* _What you need to do_
Give the count of lines in the entries that include "unwrap", and write nothing besides it.

======== Exercise materials ========

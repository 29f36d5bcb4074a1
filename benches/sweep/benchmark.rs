use criterion::{Criterion, criterion_group, criterion_main};
use logit_prior_check::sweep::{Sweep, SweepConfig};
use std::time::Duration;

fn bench_sweep(cr: &mut Criterion) {
    // Reference grid, with and without group-level scales
    let group_grids: [Vec<f64>; 2] = [vec![], vec![0.5, 1.0, 1.5]];

    for groups in &group_grids {
        let sweep = Sweep::new(SweepConfig::default().with_group_sds(groups.clone()));
        let bench_name = format!("sweep_cells{}", sweep.grid().len());
        cr.bench_function(&bench_name, |bench| {
            bench.iter(|| sweep.run().unwrap());
        });
    }
}

#[cfg(feature = "rayon")]
fn bench_sweep_par(cr: &mut Criterion) {
    let group_grids: [Vec<f64>; 2] = [vec![], vec![0.5, 1.0, 1.5]];

    for groups in &group_grids {
        let sweep = Sweep::new(SweepConfig::default().with_group_sds(groups.clone()));
        let bench_name = format!("sweep_par_cells{}", sweep.grid().len());
        cr.bench_function(&bench_name, |bench| {
            bench.iter(|| sweep.run_par().unwrap());
        });
    }
}

criterion_group!(
    name = benches;
    config = Criterion::default()
        .warm_up_time(Duration::from_secs(1))
        .measurement_time(Duration::from_secs(5))
        .sample_size(10);
    targets = bench_sweep
);

// Only include parallel benchmarks if rayon feature is enabled
#[cfg(feature = "rayon")]
criterion_group!(
    name = parallel_benches;
    config = Criterion::default()
        .warm_up_time(Duration::from_secs(1))
        .measurement_time(Duration::from_secs(5))
        .sample_size(10);
    targets = bench_sweep_par
);

#[cfg(not(feature = "rayon"))]
criterion_main!(benches);

#[cfg(feature = "rayon")]
criterion_main!(benches, parallel_benches);
//! Logistic link and the sum-coded effect transform.

/// Half the distance between the two levels of a sum-coded predictor.
pub const SUM_CODE: f64 = 0.5;

/// Largest `f64` below one. Effects are kept within `[-ONE_BELOW, ONE_BELOW]`.
pub const ONE_BELOW: f64 = 1.0 - f64::EPSILON / 2.0;

/// Inverse logit, `1 / (1 + exp(-x))`.
///
/// The exponential is only ever evaluated at a non-positive argument, so the result is finite
/// for every finite `x` and saturates to 0 or 1 instead of overflowing.
///
/// # Example
/// ```rust
/// use logit_prior_check::link::sigmoid;
/// assert_eq!(sigmoid(0.0), 0.5);
/// assert!(sigmoid(-800.0) >= 0.0);
/// ```
#[inline]
pub fn sigmoid(x: f64) -> f64 {
    if x >= 0.0 {
        1.0 / (1.0 + (-x).exp())
    } else {
        let e = x.exp();
        e / (1.0 + e)
    }
}

/// Difference in success probability between the `+0.5` and `-0.5` levels of a sum-coded
/// predictor, for intercept `alpha` and slope `beta` on the log-odds scale.
///
/// Antisymmetric in `beta`: `sum_coded_effect(a, -b) == -sum_coded_effect(a, b)`.
///
/// Once both link evaluations saturate the f64 difference rounds to exactly `±1`; the result
/// is clamped to the nearest value strictly inside `(-1, 1)`.
#[inline]
pub fn sum_coded_effect(alpha: f64, beta: f64) -> f64 {
    let half = beta * SUM_CODE;
    (sigmoid(alpha + half) - sigmoid(alpha - half)).clamp(-ONE_BELOW, ONE_BELOW)
}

========

* _Response for this exercise_
2